**PROBLEM DETAILS:** Examine the material below. Gather every line in which the string "wall" appears.
━━━━━━━━━━━━━━━━━━━━
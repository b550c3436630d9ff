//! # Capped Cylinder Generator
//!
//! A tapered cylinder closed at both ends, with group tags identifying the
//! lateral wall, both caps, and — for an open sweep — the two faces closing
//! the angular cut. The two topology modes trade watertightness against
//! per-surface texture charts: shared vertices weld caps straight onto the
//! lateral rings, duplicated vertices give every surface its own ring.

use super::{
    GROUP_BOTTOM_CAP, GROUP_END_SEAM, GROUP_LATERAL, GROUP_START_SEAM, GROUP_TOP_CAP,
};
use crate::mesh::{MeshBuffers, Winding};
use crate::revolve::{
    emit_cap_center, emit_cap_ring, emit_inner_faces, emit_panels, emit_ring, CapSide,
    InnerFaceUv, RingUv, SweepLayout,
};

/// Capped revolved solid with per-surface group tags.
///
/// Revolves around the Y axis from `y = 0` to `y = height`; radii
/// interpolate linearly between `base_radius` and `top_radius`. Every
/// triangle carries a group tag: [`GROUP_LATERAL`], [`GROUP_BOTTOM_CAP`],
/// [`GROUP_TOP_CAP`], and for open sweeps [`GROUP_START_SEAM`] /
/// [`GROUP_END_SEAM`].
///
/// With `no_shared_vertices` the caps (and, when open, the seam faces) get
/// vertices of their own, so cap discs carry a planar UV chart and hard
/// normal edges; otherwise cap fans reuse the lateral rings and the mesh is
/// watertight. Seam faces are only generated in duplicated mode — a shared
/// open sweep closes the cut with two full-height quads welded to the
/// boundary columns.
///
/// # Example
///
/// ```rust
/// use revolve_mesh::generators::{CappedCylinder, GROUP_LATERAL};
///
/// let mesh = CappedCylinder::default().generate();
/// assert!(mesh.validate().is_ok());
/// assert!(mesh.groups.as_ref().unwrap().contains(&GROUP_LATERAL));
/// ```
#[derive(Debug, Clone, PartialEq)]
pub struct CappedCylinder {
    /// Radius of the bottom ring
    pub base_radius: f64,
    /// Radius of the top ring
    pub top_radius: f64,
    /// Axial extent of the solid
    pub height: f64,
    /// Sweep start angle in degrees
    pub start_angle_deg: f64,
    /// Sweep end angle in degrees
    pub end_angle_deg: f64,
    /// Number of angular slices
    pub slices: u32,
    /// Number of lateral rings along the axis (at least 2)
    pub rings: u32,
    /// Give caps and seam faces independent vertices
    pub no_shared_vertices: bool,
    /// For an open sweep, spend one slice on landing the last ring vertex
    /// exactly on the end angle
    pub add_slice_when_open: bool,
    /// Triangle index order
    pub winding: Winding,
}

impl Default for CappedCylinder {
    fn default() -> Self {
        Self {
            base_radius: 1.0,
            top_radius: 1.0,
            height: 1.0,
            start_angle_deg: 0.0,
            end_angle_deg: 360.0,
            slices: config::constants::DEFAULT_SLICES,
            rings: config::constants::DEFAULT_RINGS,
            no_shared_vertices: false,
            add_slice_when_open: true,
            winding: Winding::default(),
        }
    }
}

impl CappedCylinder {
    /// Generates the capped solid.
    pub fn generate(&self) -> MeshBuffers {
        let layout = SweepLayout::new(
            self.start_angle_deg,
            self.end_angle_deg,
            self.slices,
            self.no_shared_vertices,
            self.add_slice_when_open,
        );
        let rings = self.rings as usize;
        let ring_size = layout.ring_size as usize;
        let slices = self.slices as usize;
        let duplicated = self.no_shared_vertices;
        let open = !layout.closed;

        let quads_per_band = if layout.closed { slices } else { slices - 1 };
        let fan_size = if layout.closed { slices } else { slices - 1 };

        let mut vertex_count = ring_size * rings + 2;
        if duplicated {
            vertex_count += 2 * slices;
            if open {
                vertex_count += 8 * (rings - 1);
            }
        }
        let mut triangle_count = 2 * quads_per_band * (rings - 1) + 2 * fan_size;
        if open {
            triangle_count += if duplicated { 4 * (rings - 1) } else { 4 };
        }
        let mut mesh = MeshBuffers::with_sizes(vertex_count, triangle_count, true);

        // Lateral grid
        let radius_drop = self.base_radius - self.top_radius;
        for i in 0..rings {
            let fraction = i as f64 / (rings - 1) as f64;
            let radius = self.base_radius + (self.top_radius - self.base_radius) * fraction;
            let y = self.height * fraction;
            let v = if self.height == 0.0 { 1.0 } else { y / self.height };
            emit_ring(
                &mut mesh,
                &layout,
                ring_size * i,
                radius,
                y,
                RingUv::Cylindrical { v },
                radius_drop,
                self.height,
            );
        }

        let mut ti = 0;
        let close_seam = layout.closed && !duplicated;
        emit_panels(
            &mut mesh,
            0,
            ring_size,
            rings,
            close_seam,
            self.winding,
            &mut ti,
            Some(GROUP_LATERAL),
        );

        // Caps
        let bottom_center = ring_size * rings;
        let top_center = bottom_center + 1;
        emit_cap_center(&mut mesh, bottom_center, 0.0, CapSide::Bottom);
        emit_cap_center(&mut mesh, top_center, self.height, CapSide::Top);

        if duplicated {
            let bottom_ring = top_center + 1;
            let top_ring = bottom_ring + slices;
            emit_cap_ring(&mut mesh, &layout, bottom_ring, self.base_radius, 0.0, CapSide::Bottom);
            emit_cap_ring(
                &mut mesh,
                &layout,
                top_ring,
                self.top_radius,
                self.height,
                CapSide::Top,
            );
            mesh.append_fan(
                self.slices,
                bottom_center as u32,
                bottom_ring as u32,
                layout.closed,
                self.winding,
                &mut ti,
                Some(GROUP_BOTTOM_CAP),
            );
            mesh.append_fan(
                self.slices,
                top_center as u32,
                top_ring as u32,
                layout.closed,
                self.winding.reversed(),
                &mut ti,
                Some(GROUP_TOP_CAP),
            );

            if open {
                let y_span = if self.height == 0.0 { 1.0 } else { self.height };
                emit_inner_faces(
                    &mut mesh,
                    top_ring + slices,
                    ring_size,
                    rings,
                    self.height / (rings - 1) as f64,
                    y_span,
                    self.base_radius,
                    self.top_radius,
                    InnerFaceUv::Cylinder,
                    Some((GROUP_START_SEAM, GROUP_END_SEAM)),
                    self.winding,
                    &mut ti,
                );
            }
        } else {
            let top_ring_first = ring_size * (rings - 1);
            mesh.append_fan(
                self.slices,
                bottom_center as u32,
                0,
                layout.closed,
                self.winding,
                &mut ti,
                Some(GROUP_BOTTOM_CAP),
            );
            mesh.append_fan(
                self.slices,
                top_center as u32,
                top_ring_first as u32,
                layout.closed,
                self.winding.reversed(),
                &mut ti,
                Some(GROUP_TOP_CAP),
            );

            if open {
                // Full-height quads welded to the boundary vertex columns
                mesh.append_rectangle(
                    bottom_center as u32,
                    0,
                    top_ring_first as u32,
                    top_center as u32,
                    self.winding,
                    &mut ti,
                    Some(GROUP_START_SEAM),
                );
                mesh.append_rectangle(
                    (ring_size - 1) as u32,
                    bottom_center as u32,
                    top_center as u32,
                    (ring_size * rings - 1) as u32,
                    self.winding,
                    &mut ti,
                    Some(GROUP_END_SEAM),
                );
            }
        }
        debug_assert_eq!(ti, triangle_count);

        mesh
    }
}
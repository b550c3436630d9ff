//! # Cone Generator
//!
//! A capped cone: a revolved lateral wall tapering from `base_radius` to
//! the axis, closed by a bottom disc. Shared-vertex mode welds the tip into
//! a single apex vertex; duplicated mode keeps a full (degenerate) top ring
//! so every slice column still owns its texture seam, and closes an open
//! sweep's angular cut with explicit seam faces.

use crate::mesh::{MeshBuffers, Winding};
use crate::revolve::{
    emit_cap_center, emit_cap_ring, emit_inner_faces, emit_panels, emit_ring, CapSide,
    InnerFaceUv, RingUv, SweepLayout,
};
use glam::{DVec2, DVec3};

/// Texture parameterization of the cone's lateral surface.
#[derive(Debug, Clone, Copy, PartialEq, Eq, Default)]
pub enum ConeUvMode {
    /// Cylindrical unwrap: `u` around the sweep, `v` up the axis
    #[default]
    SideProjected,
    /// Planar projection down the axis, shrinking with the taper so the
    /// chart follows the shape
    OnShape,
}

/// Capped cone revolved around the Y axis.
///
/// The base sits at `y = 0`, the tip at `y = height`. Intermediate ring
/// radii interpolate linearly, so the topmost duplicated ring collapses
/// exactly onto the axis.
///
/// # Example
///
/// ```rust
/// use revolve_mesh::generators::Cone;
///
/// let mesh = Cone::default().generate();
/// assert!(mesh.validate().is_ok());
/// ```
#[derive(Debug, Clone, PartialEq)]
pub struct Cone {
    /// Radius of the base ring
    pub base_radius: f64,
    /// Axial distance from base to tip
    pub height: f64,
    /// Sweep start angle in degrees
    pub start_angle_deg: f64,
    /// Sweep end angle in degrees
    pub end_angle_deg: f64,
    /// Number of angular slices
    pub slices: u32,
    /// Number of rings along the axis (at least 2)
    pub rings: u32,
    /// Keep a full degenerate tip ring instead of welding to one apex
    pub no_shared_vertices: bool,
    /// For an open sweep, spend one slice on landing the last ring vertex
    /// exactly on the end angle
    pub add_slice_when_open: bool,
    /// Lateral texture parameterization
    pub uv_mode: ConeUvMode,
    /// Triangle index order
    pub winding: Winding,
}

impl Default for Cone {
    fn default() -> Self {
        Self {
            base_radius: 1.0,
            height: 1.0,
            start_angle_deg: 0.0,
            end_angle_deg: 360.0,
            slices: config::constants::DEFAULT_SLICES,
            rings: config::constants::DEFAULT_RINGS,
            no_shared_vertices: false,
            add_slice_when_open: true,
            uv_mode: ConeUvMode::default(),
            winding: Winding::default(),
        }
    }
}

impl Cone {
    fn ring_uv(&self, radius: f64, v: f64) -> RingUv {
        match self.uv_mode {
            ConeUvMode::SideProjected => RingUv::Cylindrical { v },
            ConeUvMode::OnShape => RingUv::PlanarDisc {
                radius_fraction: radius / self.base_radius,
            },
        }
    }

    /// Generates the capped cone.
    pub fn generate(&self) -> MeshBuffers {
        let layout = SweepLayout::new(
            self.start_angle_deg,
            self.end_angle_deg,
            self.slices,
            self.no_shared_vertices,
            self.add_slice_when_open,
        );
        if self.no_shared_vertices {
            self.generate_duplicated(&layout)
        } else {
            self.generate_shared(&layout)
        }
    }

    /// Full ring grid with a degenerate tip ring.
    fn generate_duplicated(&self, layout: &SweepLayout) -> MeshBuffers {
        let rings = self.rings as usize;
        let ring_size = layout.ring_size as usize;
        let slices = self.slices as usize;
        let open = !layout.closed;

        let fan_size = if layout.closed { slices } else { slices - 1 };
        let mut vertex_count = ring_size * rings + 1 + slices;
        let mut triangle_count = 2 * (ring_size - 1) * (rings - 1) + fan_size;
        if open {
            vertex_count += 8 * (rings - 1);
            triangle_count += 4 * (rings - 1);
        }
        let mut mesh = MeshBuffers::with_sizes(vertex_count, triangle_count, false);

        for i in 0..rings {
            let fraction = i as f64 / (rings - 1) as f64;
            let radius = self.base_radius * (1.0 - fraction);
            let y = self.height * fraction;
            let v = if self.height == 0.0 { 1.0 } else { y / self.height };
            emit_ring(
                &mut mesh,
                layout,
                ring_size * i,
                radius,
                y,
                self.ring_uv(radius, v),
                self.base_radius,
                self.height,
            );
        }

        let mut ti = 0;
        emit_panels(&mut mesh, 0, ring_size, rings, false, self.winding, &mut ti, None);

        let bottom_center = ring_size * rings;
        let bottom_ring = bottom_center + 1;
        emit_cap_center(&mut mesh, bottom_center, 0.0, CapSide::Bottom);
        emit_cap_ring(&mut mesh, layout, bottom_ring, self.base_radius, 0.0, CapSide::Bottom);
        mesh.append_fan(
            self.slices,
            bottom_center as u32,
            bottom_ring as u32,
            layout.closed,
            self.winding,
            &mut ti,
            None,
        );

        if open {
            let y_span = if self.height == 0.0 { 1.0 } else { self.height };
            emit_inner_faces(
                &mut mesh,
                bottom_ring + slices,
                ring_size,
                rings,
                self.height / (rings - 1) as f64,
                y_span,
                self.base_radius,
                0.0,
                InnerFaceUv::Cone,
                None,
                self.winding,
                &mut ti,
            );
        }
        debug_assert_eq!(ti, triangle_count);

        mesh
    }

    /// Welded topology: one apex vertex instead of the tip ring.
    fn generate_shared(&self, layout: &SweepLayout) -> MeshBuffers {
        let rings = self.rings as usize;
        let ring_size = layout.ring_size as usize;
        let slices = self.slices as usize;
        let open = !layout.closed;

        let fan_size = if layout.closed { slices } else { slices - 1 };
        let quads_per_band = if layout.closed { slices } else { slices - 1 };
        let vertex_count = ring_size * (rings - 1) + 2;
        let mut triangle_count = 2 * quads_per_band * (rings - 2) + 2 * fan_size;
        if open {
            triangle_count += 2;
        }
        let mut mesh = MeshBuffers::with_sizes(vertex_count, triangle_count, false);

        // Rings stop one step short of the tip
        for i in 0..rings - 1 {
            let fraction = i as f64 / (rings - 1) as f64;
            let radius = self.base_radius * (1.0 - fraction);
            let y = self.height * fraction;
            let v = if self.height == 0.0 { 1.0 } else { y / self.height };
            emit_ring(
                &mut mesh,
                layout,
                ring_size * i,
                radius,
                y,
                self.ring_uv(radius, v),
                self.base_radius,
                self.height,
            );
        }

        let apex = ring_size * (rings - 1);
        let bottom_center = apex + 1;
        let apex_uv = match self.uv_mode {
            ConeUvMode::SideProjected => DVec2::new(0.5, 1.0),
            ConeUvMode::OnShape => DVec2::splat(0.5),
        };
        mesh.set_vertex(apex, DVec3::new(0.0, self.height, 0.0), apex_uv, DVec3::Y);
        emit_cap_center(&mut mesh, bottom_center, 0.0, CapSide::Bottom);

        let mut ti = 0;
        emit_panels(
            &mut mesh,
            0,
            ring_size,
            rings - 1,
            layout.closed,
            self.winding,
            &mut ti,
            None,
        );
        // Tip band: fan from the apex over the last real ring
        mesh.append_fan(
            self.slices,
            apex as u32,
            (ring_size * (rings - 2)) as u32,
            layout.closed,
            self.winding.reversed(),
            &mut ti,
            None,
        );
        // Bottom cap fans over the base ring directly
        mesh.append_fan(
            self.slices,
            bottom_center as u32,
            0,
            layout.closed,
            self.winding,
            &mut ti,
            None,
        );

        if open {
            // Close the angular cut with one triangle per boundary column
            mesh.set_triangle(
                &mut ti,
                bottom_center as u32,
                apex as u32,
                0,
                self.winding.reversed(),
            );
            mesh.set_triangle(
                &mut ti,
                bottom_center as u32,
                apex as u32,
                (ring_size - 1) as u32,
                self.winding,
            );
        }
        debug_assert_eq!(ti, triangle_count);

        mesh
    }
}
━━━━━━━━━━━━━━━━━━━━
**RESULT OF THIS TASK:**
//! lateral wall, both caps, and — for an open sweep — the two faces closing
//! A capped cone: a revolved lateral wall tapering from `base_radius` to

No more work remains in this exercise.